*** Opening of TASK INPUT ***
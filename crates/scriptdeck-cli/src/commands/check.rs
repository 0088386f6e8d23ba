//! Check command
//!
//! Usage: scriptdeck --config <FILE> check
//!
//! Opens the host session and loads the function script, surfacing any
//! load diagnostics without running anything.

use std::path::Path;

pub async fn execute(config_path: &Path, shell: &str) -> anyhow::Result<()> {
    let loaded = super::load_config(config_path)?;
    let session = super::open_loaded_session(&loaded, shell).await?;
    session.close();

    println!(
        "✓ Loaded {} ({} actions declared)",
        loaded.script_path().display(),
        loaded.config.ui.actions.len()
    );
    Ok(())
}
//! Raw output records and the uniform stringification rule
//!
//! One invocation yields zero or more records whose shape is unknown in
//! advance: objects (associative maps or field-bearing structures),
//! arrays (nested sequences), or bare scalars. Records are carried as
//! `serde_json::Value` with insertion order preserved, because field
//! order is part of the normalization contract.

use serde_json::Value;

/// The unconstrained result of one invocation: an ordered sequence of
/// zero or more opaque records.
#[derive(Debug, Clone, PartialEq, Default)]
pub struct RawOutput {
    records: Vec<Value>,
}

impl RawOutput {
    /// An explicitly empty output (success with zero returned records)
    pub fn empty() -> Self {
        Self::default()
    }

    /// Wrap a sequence of records
    pub fn from_records(records: Vec<Value>) -> Self {
        Self { records }
    }

    /// Number of records
    pub fn len(&self) -> usize {
        self.records.len()
    }

    /// True when the invocation returned no records
    pub fn is_empty(&self) -> bool {
        self.records.is_empty()
    }

    /// The records, in the order the host returned them
    pub fn records(&self) -> &[Value] {
        &self.records
    }
}

impl From<Vec<Value>> for RawOutput {
    fn from(records: Vec<Value>) -> Self {
        Self::from_records(records)
    }
}

/// Stringify one raw value for display.
///
/// Null and absent values become the empty string; strings are taken
/// verbatim (no quoting); numbers and booleans use their default textual
/// form; nested arrays and objects fall back to compact JSON. No locale
/// formatting is applied here.
pub fn stringify(value: &Value) -> String {
    match value {
        Value::Null => String::new(),
        Value::String(s) => s.clone(),
        Value::Bool(b) => b.to_string(),
        Value::Number(n) => n.to_string(),
        other => other.to_string(),
    }
}

#[cfg(test)]
mod tests {
    use super::*;
    use serde_json::json;

    #[test]
    fn test_empty_output() {
        let raw = RawOutput::empty();
        assert!(raw.is_empty());
        assert_eq!(raw.len(), 0);
    }

    #[test]
    fn test_from_records_preserves_order() {
        let raw = RawOutput::from_records(vec![json!(1), json!(2), json!(3)]);
        assert_eq!(raw.len(), 3);
        assert_eq!(raw.records()[0], json!(1));
        assert_eq!(raw.records()[2], json!(3));
    }

    #[test]
    fn test_stringify_null_is_empty() {
        assert_eq!(stringify(&Value::Null), "");
    }

    #[test]
    fn test_stringify_string_is_verbatim() {
        // No JSON quoting on plain strings
        assert_eq!(stringify(&json!("C:")), "C:");
    }

    #[test]
    fn test_stringify_scalars() {
        assert_eq!(stringify(&json!(42)), "42");
        assert_eq!(stringify(&json!(1.5)), "1.5");
        assert_eq!(stringify(&json!(true)), "true");
    }

    #[test]
    fn test_stringify_nested_falls_back_to_json() {
        assert_eq!(stringify(&json!([1, 2])), "[1,2]");
        assert_eq!(stringify(&json!({"a": 1})), "{\"a\":1}");
    }
}
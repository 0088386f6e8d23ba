//! Scriptdeck Engine - Session orchestration layer
//!
//! Owns the long-lived execution context: the command-host capability
//! contract, the PowerShell subprocess adapter, and the serialized
//! session through which every load and invocation flows.

pub mod host;
pub mod request;
pub mod session;

pub use host::{CommandHost, HostResult};
pub use request::InvocationRequest;
pub use session::Session;
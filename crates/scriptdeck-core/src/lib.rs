//! Scriptdeck Core - Result normalization and shared facilities
//!
//! This crate provides the pure heart of Scriptdeck:
//! - The raw-output record model returned by host invocations
//! - The result normalizer mapping shape-unknown output to a renderable form
//! - The canonical error facility with stable error codes
//! - The configuration model mirroring the front-end's config file
//! - The logging facility (tracing profiles)
//!
//! Everything here is I/O-free; the session engine and front-end layers
//! build on top of it.

pub mod config;
pub mod errors;
pub mod logging_facility;
pub mod normalize;
pub mod record;

// Re-export commonly used types
pub use config::{ActionSpec, AppConfig, HostConfig, ParameterSpec, UiConfig};
pub use errors::{Result, SessionError, SessionErrorKind};
pub use normalize::{normalize, DisplayResult, Pair};
pub use record::{stringify, RawOutput};
// Integration tests against a real PowerShell host. Skipped (not failed)
// when no `pwsh` executable is on the PATH, so the suite stays green on
// machines without PowerShell installed.

use scriptdeck_core::errors::SessionError;
use scriptdeck_engine::host::PwshHost;
use scriptdeck_engine::{InvocationRequest, Session};
use serde_json::json;

fn pwsh_session() -> Option<Session> {
    match PwshHost::spawn() {
        Ok(host) => Some(Session::open(Box::new(host)).unwrap()),
        Err(_) => {
            eprintln!("pwsh not available; skipping PowerShell host test");
            None
        }
    }
}

const DEFINITIONS: &str = r#"
function Get-Greeting {
    param([string]$Name)
    [ordered]@{ Greeting = "Hello, $Name" }
}

function Get-Letters {
    @('a', 'b', 'c')
}
"#;

#[tokio::test]
async fn test_load_and_invoke_against_real_host() {
    let Some(session) = pwsh_session() else { return };

    session.load_definitions(DEFINITIONS).await.unwrap();

    let raw = session
        .invoke(
            InvocationRequest::new("Get-Greeting")
                .unwrap()
                .with_parameter("Name", "World"),
        )
        .await
        .unwrap();

    assert_eq!(raw.len(), 1);
    assert_eq!(raw.records()[0]["Greeting"], json!("Hello, World"));

    session.close();
}

#[tokio::test]
async fn test_scalar_collection_comes_back_as_records() {
    let Some(session) = pwsh_session() else { return };

    session.load_definitions(DEFINITIONS).await.unwrap();

    let raw = session
        .invoke(InvocationRequest::new("Get-Letters").unwrap())
        .await
        .unwrap();

    assert_eq!(raw.len(), 3);
    assert_eq!(raw.records()[0], json!("a"));

    session.close();
}

#[tokio::test]
async fn test_unknown_function_surfaces_host_diagnostics() {
    let Some(session) = pwsh_session() else { return };

    session.load_definitions(DEFINITIONS).await.unwrap();

    let err = session
        .invoke(InvocationRequest::new("Get-Nonexistent").unwrap())
        .await
        .unwrap_err();

    let SessionError::InvocationError {
        function_name,
        diagnostics,
    } = err
    else {
        panic!("expected InvocationError");
    };
    assert_eq!(function_name, "Get-Nonexistent");
    assert!(!diagnostics.is_empty());

    session.close();
}
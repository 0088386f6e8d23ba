//! Actions command
//!
//! Usage: scriptdeck --config <FILE> actions

use std::path::Path;

/// List the declared actions with the functions they invoke.
pub fn execute(config_path: &Path) -> anyhow::Result<()> {
    let loaded = super::load_config(config_path)?;

    if loaded.config.ui.actions.is_empty() {
        println!("(no actions declared)");
        return Ok(());
    }

    for action in &loaded.config.ui.actions {
        println!("{}  ->  {}", action.name, action.function_name);
    }
    Ok(())
}
//! Scriptdeck CLI
//!
//! Thin orchestrator over the session engine: load the config, open the
//! host session, load the function script, run declared actions, and
//! render the normalized results as text. This binary stands in for the
//! desktop front-end, which owns no logic beyond what lives here.

use clap::{Parser, Subcommand};
use std::path::PathBuf;

mod commands;
mod render;

#[derive(Debug, Parser)]
#[command(name = "scriptdeck")]
#[command(about = "Run named script functions and view normalized results", long_about = None)]
struct Cli {
    /// Path to the configuration file
    #[arg(short, long, default_value = "config.json", global = true)]
    config: PathBuf,

    /// PowerShell executable to use as the host
    #[arg(long, default_value = "pwsh", global = true)]
    shell: String,

    #[command(subcommand)]
    command: Commands,
}

#[derive(Debug, Subcommand)]
enum Commands {
    /// List the actions declared by the configuration
    Actions,
    /// Open the session and load the function script, reporting diagnostics
    Check,
    /// Run one declared action
    Run(commands::run::RunArgs),
}

#[tokio::main]
async fn main() {
    scriptdeck_core::logging_facility::init(scriptdeck_core::logging_facility::Profile::Development);

    let cli = Cli::parse();

    let result = match cli.command {
        Commands::Actions => commands::actions::execute(&cli.config),
        Commands::Check => commands::check::execute(&cli.config, &cli.shell).await,
        Commands::Run(args) => commands::run::execute(&cli.config, &cli.shell, args).await,
    };

    if let Err(e) = result {
        eprintln!("Error: {:#}", e);
        std::process::exit(1);
    }
}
*** Close of TASK INPUT ***
Please find each line in the records above that holds the word "List", and copy it.

- THE COMPLETED TASK -
/// List the declared actions with the functions they invoke.
    /// List the actions declared by the configuration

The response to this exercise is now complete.